WHAT THIS TASK INVOLVES:
Copy each line of the records that contains the word "TeamLabels".

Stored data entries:

■ ■ ■ ■ ■

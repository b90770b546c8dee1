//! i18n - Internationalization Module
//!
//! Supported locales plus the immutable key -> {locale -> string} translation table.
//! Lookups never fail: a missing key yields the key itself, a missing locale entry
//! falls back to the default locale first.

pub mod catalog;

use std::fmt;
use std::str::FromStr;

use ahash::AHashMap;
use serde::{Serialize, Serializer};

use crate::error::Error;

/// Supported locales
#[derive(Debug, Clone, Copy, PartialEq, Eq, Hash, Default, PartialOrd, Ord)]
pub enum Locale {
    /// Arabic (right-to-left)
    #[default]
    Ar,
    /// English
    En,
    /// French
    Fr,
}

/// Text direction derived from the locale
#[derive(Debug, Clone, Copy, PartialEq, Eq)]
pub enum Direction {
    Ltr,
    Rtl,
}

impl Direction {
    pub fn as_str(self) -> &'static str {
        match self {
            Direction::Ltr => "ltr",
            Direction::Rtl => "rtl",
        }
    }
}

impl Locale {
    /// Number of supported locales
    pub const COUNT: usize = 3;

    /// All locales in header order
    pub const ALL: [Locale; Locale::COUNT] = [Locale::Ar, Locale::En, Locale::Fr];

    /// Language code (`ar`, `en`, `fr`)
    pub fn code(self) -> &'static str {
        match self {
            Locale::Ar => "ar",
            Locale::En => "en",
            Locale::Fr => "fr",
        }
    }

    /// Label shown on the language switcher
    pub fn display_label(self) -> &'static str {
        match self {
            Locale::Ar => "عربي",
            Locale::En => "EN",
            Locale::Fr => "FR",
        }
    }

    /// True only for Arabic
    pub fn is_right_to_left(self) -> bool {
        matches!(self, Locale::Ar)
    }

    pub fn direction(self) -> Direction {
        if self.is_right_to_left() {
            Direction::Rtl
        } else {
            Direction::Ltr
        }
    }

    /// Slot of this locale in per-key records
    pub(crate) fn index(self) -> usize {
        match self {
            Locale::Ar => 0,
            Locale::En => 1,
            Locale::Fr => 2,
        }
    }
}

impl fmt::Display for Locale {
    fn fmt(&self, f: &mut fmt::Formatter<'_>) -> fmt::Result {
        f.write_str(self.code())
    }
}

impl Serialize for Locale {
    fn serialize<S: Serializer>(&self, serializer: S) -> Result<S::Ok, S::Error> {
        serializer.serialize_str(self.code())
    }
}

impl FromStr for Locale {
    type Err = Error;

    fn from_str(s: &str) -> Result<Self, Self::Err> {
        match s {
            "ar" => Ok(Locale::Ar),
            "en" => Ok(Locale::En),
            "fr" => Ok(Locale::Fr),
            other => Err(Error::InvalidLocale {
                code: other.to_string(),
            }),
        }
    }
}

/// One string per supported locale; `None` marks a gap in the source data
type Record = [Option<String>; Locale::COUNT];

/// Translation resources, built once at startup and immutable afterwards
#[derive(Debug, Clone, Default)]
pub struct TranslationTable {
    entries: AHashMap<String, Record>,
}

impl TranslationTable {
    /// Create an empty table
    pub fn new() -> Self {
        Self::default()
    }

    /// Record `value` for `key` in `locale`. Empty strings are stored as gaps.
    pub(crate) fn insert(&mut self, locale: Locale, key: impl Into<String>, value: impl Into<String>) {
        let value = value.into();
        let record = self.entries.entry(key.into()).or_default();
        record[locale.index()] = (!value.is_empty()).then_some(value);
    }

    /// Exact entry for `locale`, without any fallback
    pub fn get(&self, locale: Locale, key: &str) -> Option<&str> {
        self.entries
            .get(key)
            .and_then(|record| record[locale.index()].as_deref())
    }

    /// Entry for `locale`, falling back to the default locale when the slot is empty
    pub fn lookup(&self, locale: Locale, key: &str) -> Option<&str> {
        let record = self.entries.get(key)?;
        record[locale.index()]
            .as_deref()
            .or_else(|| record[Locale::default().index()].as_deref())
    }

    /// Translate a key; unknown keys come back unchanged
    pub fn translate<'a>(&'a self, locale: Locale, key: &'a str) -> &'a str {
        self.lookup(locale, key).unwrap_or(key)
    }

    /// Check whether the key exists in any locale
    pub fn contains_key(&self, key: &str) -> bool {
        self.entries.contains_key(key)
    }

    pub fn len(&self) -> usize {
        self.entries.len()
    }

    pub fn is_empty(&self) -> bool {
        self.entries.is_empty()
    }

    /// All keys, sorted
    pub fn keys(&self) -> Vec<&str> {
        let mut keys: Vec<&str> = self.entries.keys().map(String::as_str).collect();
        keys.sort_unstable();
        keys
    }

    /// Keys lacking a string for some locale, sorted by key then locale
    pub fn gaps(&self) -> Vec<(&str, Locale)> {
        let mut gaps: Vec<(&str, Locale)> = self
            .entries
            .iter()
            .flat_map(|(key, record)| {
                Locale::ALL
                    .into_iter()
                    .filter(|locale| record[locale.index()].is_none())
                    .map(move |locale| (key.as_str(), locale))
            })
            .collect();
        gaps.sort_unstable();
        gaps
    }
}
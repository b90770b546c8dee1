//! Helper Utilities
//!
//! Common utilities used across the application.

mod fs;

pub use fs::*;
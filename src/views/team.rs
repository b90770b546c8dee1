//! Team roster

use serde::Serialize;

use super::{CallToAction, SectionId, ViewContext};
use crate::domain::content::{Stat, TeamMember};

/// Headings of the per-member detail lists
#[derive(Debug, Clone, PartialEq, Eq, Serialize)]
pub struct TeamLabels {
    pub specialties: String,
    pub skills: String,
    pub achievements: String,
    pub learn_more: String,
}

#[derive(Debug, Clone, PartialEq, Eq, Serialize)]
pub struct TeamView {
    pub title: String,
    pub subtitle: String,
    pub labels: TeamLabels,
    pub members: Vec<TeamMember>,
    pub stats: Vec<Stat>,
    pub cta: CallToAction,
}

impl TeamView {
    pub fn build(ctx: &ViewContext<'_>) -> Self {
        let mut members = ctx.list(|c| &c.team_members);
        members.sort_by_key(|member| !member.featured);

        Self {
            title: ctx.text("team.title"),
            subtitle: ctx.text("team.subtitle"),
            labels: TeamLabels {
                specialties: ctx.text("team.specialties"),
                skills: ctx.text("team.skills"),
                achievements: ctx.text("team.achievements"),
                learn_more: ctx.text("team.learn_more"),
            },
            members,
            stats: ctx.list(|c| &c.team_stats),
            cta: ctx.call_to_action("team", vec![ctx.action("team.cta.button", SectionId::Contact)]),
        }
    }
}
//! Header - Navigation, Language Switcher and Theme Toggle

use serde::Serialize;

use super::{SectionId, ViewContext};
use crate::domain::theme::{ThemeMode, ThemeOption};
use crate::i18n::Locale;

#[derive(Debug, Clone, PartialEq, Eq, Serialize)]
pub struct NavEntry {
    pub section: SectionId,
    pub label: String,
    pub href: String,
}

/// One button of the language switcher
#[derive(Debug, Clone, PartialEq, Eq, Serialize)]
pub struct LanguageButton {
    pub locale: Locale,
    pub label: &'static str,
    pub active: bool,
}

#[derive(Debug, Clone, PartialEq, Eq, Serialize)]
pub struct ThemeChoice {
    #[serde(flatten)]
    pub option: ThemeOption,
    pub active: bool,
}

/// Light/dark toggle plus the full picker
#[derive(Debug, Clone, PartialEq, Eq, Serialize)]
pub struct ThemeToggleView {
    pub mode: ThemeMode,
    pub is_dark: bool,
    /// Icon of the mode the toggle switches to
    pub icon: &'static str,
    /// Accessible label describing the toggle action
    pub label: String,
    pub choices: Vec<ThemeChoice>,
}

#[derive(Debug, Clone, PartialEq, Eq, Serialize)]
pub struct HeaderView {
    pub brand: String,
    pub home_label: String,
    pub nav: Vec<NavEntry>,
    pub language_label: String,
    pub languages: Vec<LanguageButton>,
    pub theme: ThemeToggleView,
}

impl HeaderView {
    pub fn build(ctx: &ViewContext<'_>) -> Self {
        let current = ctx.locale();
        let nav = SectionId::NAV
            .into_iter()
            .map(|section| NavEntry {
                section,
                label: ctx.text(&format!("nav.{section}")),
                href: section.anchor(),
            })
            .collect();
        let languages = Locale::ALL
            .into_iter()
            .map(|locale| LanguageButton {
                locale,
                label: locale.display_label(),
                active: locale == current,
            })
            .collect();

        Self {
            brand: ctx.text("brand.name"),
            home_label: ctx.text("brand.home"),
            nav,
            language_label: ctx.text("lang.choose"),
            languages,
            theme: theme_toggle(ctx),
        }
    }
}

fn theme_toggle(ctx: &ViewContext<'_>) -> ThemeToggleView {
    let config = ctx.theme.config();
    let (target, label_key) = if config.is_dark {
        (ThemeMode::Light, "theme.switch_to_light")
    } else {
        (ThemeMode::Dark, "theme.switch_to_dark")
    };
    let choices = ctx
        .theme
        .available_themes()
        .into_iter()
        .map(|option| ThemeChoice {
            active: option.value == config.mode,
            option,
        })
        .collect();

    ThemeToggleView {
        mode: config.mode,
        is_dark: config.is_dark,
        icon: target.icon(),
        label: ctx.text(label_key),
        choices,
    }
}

■ ■ ■ ■ ■

SOLUTION TO THE PROBLEM:
pub struct TeamLabels {
    pub labels: TeamLabels,
            labels: TeamLabels {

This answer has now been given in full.